Thursday, May 18, 2023

Rising. Falling. Choosing.

I have a friend who's a semiotician. 

A friend who's written a book on semiotics. 

A friend for whose book I wrote a back-cover blurb. 

I'm not one-hundred percent sure most people know what semiotics are--at least, it seems to me, most people in advertising don't.


Back in the day (whatever that means) even if we didn't know the word, I think we understood the concept of semiotics. When people at Ogilvy used to say, 'every point of contact must contribute to the brand,' that's a way of saying you believe in both the form of brand communication and the content of brand communications. What we say and how we say it. What we say, of course. How we treat people as well.

Semiotics is, after all, the language of signs. 

For instance, there's no intrinsic reason why a doctor wears a white lab coat around her office. But she does--and the semiotics of her outfit say she is a well-trained, scientific professional. In the ad business, wearing ripped jeans and an ironic t-shirt and a $400 pair of canvas sneakers and being adorned with untold numbers of tattoos is meant to tell the world how creative we are. 

Amid the cacophony about AI, I must say I worry about the ad business and the semiotics of using AI to create work--and our industry's embrace of dull, repetitious and sloppy work in general.
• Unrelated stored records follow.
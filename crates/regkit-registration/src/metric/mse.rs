//! Mean squares metric implementation.

use burn::tensor::backend::Backend;
use regkit_core::{Image, LinearInterpolator, Transform};

use super::trait_::{sample_moving, FixedSamples, Metric, MetricEvaluation};
use crate::error::{RegistrationError, Result};

/// Mean Squares Metric.
///
/// Mean squared intensity difference over the samples that map inside the
/// moving image:
/// MSE = (1/|V|) * sum_{x in V} (Fixed(x) - Moving(T(x)))^2
#[derive(Debug, Clone, Default)]
pub struct MeanSquares {
    interpolator: LinearInterpolator,
}

impl MeanSquares {
    /// Create a new mean squares metric.
    pub fn new() -> Self {
        Self {
            interpolator: LinearInterpolator::new(),
        }
    }
}

impl<B: Backend, const D: usize> Metric<B, D> for MeanSquares {
    fn evaluate(
        &self,
        fixed: &FixedSamples<B>,
        moving: &Image<B, D>,
        transform: &impl Transform<B, D>,
    ) -> Result<MetricEvaluation<B>> {
        let sampled = sample_moving(fixed.points(), moving, transform, &self.interpolator);
        let valid_samples = sampled.valid_count();
        if valid_samples == 0 {
            return Err(RegistrationError::metric(
                "all metric samples map outside the moving image",
            ));
        }

        let diff = sampled.values - fixed.values().clone();
        let value = (diff.powf_scalar(2.0) * sampled.inside).sum().div_scalar(valid_samples as f64);

        Ok(MetricEvaluation { value, valid_samples })
    }

    fn name(&self) -> &'static str {
        "MeanSquares"
    }
}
To me, shitty work is more than just a wasted opportunity to communicate. 

Shitty work is a semiotic communication that says, 'we don't care enough about you to make the messages we send your way tasteful, intelligent, warm or witty.' Semiotically, when we do work that isn't made with care we are saying to the viewers of that work that we don't care about you.

That 'not caring' is not a matter of made-by-AI vs. made-by-low-wage-workers-who-don't-know-better-in-factory-like-conditions-for-low-and-declining-wages.

It's bigger than that.

It's a matter of showing you care vs. showing you don't care.
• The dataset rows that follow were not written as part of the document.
//! L-BFGS-B Optimizer Implementation
//!
//! Limited-memory BFGS with simple box constraints. Search directions come
//! from the standard two-loop recursion; bounds are enforced by projecting
//! the direction onto the free variables and every trial point onto the box,
//! followed by a backtracking line search on the projected path.

use std::collections::VecDeque;

use nalgebra::DVector;

use super::trait_::{BestSoFar, CostFunction, OptimizationReport, Optimizer, StopReason};
use crate::config::LbfgsbConfig;
use crate::error::{RegistrationError, Result};
use crate::progress::ProgressTracker;
use crate::validation;

/// Sufficient decrease constant of the Armijo condition.
const ARMIJO_C1: f64 = 1e-4;
/// Step reduction factor of the backtracking line search.
const BACKTRACK_FACTOR: f64 = 0.5;
/// Trial steps per line search.
const MAX_LINE_SEARCH_STEPS: usize = 20;
/// Curvature pairs with `s.y` below this (relative to `y.y`) are skipped.
const CURVATURE_EPSILON: f64 = 2.2e-16;

/// Per-parameter box `[lower_i, upper_i]`; infinite entries are unbounded.
#[derive(Debug, Clone, PartialEq)]
pub struct Bounds {
    lower: DVector<f64>,
    upper: DVector<f64>,
}

impl Bounds {
    pub fn unbounded(n: usize) -> Self {
        Self {
            lower: DVector::from_element(n, f64::NEG_INFINITY),
            upper: DVector::from_element(n, f64::INFINITY),
        }
    }

    /// Same bounds for every parameter.
    pub fn uniform(n: usize, lower: Option<f64>, upper: Option<f64>) -> Self {
        Self {
            lower: DVector::from_element(n, lower.unwrap_or(f64::NEG_INFINITY)),
            upper: DVector::from_element(n, upper.unwrap_or(f64::INFINITY)),
        }
    }

    /// Individual bounds per parameter.
    pub fn new(lower: Vec<f64>, upper: Vec<f64>) -> Result<Self> {
        if lower.len() != upper.len() {
            return Err(RegistrationError::invalid_configuration(format!(
                "lower ({}) and upper ({}) bounds differ in length",
                lower.len(),
                upper.len()
            )));
        }
        for (l, u) in lower.iter().zip(&upper) {
            validation::validate_bounds(Some(*l), Some(*u))?;
        }
        Ok(Self {
            lower: DVector::from_vec(lower),
            upper: DVector::from_vec(upper),
        })
    }

    pub fn len(&self) -> usize {
        self.lower.len()
    }

    pub fn is_empty(&self) -> bool {
        self.lower.is_empty()
    }

    fn project(&self, x: &DVector<f64>) -> DVector<f64> {
        DVector::from_fn(x.len(), |i, _| x[i].clamp(self.lower[i], self.upper[i]))
    }

    /// Infinity norm of the projected gradient `P(x - g) - x`.
    fn projected_gradient_norm(&self, x: &DVector<f64>, g: &DVector<f64>) -> f64 {
        (0..x.len())
            .map(|i| ((x[i] - g[i]).clamp(self.lower[i], self.upper[i]) - x[i]).abs())
            .fold(0.0, f64::max)
    }

    /// Zero direction components that would push an active variable out of
    /// the box.
    fn restrict_direction(&self, x: &DVector<f64>, direction: &mut DVector<f64>) {
        for i in 0..x.len() {
            let at_lower = x[i] <= self.lower[i] && direction[i] < 0.0;
            let at_upper = x[i] >= self.upper[i] && direction[i] > 0.0;
            if at_lower || at_upper {
                direction[i] = 0.0;
            }
        }
    }
}

/// Correction pairs of the limited-memory Hessian approximation.
#[derive(Debug, Clone)]
struct CorrectionHistory {
    capacity: usize,
    pairs: VecDeque<(DVector<f64>, DVector<f64>, f64)>,
}

impl CorrectionHistory {
    fn new(capacity: usize) -> Self {
        Self {
            capacity,
            pairs: VecDeque::with_capacity(capacity),
        }
    }

    /// Store `(s, y)` if it satisfies the curvature condition.
    fn push(&mut self, s: DVector<f64>, y: DVector<f64>) {
        let sy = s.dot(&y);
        if sy <= CURVATURE_EPSILON * y.norm_squared() {
            return;
        }
        if self.pairs.len() == self.capacity {
            self.pairs.pop_front();
        }
        self.pairs.push_back((s, y, 1.0 / sy));
    }

    fn clear(&mut self) {
        self.pairs.clear();
    }

    fn is_empty(&self) -> bool {
        self.pairs.is_empty()
    }

    /// Two-loop recursion: approximate `H^{-1} g`.
    fn apply_inverse_hessian(&self, g: &DVector<f64>) -> DVector<f64> {
        let mut q = g.clone();
        let mut alphas = Vec::with_capacity(self.pairs.len());

        for (s, y, rho) in self.pairs.iter().rev() {
            let alpha = rho * s.dot(&q);
            q.axpy(-alpha, y, 1.0);
            alphas.push(alpha);
        }

        // gamma = (s_{k-1}^T y_{k-1}) / (y_{k-1}^T y_{k-1})
        if let Some((s, y, _)) = self.pairs.back() {
            q *= s.dot(y) / y.norm_squared();
        }

        for ((s, y, rho), alpha) in self.pairs.iter().zip(alphas.iter().rev()) {
            let beta = rho * y.dot(&q);
            q.axpy(alpha - beta, s, 1.0);
        }
        q
    }
}

/// Bounded limited-memory quasi-Newton optimizer.
#[derive(Debug, Clone)]
pub struct Lbfgsb {
    config: LbfgsbConfig,
    bounds: Option<Bounds>,
}

impl Lbfgsb {
    pub fn new(config: LbfgsbConfig) -> Self {
        Self { config, bounds: None }
    }

    /// Per-parameter bounds; overrides the uniform bounds of the config.
    pub fn with_bounds(mut self, bounds: Bounds) -> Self {
        self.bounds = Some(bounds);
        self
    }

    pub fn config(&self) -> &LbfgsbConfig {
        &self.config
    }

    fn bounds_for(&self, n: usize) -> Result<Bounds> {
        match &self.bounds {
            Some(bounds) if bounds.len() != n => Err(RegistrationError::invalid_configuration(format!(
                "expected bounds for {} parameters, got {}",
                n,
                bounds.len()
            ))),
            Some(bounds) => Ok(bounds.clone()),
            None => Ok(Bounds::uniform(n, self.config.lower_bound, self.config.upper_bound)),
        }
    }
}

/// Evaluate `cost`, converting to nalgebra vectors and counting evaluations.
fn evaluate<C: CostFunction>(cost: &mut C, x: &DVector<f64>, evaluations: &mut usize) -> Result<(f64, DVector<f64>)> {
    *evaluations += 1;
    let (value, gradient) = cost.evaluate(x.as_slice())?;
    validation::validate_finite("cost", &[value])?;
    validation::validate_finite("gradient", &gradient)?;
    if gradient.len() != x.len() {
        return Err(RegistrationError::optimizer(format!(
            "cost returned {} gradient components for {} parameters",
            gradient.len(),
            x.len()
        )));
    }
    Ok((value, DVector::from_vec(gradient)))
}

/// Like [`evaluate`], but recoverable failures come back as a stop reason.
fn evaluate_trial<C: CostFunction>(
    cost: &mut C,
    x: &DVector<f64>,
    evaluations: &mut usize,
) -> Result<std::result::Result<(f64, DVector<f64>), StopReason>> {
    match evaluate(cost, x, evaluations) {
        Ok(evaluation) => Ok(Ok(evaluation)),
        Err(error) => match StopReason::from_trial_error(&error) {
            Some(reason) => {
                tracing::debug!(%error, "L-BFGS-B trial rejected");
                Ok(Err(reason))
            }
            None => Err(error),
        },
    }
}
If you, the advertising creator, or you, the commissioner and approver of ads believe that people high-five when they share nachos, will be amused by Doug and the LiMu emu (after the 1000th showing) or will break into song and/or dance at the drop of a pharmaceutical, you are, I believe, semiotically displaying disdain for real life and real people.

I think you are showing hatred for your customer and your craft and that's no way to sell anything.


When I see commercials like this--commercials as divorced from any reality on earth as anything an acid-tripping Disney imagineer ever derived, I don't really care. I don't really care that there's no one element of the spot that has even the most tangential connection to any reality I've ever seen.

I don't care if a machine made it pretending to have humanity in its code, or if a human made it because that human has the cogged-up heart of a machine.

Here's my point.

In commercials, in customer-service, in communications, care takes actual caring. 

It takes an expenditure of money and kindness and empathy or it's nothing more than yet another of the all-too-frequent assaults on our humanity that all of us face dozens of times a day. 

Companies have to decide. 

As does the advertising industry. 

Are people just seams of resources to be treated like a vein of coal. Are we an extractive industry that will eventually run out of material to extract from our customers. Or are we a caring and therefore sustaining industry that serves, builds and helps people?

It's not the rise of the robots that frightens me.

It's the rise of all those corporatists who have forgotten that humans matter.